Records for this exercise >>
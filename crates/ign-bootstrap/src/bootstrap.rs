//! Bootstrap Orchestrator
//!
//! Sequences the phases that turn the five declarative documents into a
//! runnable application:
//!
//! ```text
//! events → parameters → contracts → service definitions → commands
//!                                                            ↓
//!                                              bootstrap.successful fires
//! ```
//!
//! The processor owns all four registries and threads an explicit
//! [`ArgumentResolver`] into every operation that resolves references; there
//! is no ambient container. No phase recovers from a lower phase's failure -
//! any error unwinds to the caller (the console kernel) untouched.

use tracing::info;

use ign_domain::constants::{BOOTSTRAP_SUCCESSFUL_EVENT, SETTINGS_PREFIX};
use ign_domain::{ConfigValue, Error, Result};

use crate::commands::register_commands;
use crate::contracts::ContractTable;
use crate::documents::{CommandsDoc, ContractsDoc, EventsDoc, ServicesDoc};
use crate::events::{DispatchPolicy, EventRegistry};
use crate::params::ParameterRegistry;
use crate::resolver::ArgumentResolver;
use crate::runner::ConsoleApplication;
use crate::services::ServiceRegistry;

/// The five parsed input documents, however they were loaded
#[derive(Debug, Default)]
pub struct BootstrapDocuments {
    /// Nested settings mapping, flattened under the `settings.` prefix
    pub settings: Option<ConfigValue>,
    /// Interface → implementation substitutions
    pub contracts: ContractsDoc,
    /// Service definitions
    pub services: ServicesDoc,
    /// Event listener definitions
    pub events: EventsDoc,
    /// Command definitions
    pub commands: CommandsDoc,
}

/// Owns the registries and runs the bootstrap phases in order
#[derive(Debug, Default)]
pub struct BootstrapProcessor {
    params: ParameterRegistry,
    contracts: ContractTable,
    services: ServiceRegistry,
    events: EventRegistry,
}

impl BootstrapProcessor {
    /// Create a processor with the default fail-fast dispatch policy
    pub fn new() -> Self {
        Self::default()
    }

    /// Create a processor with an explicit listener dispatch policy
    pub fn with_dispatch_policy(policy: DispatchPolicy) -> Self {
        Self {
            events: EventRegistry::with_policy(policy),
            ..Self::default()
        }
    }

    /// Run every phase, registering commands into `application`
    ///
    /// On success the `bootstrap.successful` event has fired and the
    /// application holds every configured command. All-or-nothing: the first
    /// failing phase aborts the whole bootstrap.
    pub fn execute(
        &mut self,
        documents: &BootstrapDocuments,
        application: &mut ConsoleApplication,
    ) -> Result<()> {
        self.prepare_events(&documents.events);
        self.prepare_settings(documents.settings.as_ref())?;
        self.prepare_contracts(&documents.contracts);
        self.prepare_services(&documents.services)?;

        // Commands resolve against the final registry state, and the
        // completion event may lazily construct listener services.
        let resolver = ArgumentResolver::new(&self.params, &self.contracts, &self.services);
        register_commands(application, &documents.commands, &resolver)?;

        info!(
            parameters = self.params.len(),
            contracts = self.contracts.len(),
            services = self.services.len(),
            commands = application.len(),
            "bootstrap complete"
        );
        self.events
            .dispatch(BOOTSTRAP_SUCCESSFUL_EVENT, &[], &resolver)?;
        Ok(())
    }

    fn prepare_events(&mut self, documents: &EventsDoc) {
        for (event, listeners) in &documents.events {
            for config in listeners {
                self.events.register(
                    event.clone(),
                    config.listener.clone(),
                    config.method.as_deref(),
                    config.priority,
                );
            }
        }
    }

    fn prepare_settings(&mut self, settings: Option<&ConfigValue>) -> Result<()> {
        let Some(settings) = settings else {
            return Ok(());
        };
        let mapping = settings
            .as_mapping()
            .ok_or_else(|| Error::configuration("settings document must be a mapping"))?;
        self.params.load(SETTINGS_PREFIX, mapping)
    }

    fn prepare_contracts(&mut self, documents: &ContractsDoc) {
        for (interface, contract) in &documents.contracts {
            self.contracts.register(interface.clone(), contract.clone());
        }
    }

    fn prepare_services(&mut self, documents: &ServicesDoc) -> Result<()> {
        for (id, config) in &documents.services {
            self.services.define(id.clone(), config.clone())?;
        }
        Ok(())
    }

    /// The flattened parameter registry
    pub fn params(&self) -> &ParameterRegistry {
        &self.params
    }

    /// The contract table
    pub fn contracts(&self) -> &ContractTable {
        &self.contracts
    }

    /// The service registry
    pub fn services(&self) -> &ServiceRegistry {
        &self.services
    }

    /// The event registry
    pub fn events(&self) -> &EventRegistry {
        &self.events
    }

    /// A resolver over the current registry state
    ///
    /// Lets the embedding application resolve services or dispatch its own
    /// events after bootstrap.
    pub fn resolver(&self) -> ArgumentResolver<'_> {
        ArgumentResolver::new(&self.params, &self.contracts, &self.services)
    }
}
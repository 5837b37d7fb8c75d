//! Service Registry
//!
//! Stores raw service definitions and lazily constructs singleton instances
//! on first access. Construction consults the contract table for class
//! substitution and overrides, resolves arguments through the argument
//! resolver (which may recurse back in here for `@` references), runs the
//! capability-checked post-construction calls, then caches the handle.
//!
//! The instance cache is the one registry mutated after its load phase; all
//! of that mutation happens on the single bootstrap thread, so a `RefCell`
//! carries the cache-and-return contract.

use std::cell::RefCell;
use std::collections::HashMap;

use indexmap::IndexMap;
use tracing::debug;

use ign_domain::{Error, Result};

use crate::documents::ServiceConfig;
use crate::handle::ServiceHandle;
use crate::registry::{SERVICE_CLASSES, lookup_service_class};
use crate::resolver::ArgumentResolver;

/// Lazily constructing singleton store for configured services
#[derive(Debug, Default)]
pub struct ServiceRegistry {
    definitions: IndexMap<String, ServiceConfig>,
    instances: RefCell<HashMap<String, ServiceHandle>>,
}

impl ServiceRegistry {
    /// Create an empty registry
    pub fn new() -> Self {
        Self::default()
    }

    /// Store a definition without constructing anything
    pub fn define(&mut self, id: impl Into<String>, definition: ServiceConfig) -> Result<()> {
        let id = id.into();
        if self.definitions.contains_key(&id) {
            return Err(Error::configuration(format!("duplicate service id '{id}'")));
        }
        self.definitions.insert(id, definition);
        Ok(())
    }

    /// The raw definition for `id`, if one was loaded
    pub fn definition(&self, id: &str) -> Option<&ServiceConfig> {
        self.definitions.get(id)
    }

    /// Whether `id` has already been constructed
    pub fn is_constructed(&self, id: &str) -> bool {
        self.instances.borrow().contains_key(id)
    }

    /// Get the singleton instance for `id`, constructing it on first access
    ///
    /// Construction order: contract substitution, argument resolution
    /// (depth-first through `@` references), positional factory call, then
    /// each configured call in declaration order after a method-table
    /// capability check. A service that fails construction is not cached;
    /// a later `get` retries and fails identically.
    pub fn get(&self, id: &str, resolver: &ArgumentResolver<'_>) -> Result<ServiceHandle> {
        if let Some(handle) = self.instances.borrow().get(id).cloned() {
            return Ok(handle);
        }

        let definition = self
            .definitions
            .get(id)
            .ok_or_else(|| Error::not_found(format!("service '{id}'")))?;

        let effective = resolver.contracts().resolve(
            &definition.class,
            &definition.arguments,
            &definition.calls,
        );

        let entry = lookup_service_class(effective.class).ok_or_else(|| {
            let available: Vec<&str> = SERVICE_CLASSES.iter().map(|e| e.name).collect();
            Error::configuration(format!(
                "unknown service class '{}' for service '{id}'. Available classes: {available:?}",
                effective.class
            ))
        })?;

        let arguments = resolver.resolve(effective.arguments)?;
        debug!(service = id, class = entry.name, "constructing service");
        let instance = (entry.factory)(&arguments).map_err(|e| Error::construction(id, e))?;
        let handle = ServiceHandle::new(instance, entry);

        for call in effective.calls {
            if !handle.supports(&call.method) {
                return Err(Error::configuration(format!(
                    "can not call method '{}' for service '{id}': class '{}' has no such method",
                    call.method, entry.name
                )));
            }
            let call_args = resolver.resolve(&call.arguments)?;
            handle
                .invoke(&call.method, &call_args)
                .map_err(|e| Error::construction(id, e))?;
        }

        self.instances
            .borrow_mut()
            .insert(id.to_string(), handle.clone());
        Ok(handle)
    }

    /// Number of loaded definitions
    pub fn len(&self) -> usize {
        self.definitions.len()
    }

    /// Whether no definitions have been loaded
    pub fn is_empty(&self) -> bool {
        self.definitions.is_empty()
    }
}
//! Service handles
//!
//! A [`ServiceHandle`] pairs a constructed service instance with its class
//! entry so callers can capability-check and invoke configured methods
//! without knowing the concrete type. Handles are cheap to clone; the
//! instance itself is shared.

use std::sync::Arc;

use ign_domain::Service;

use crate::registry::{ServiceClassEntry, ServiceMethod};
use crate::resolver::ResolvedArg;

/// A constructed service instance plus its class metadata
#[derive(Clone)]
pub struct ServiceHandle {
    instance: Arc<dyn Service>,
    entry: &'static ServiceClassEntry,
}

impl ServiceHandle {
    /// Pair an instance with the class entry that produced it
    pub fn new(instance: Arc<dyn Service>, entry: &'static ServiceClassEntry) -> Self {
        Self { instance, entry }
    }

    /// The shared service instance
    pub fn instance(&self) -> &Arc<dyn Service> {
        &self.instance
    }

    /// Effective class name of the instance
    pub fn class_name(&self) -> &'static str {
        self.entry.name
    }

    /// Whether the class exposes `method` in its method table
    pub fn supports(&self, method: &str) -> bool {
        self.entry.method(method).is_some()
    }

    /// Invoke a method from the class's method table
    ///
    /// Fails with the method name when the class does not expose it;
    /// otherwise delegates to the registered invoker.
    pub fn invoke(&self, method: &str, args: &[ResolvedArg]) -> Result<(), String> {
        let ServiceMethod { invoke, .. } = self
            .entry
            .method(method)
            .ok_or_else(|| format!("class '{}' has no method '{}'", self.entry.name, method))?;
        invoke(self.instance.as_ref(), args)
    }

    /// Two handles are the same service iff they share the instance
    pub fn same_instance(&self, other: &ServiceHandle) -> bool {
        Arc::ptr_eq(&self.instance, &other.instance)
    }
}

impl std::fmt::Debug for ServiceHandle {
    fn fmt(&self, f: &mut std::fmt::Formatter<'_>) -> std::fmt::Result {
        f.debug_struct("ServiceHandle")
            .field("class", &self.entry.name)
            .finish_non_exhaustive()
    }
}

What to produce >>
Once you have counted every line in the listing that holds the string "constructing", give that number and nothing else.

Final answer >>
4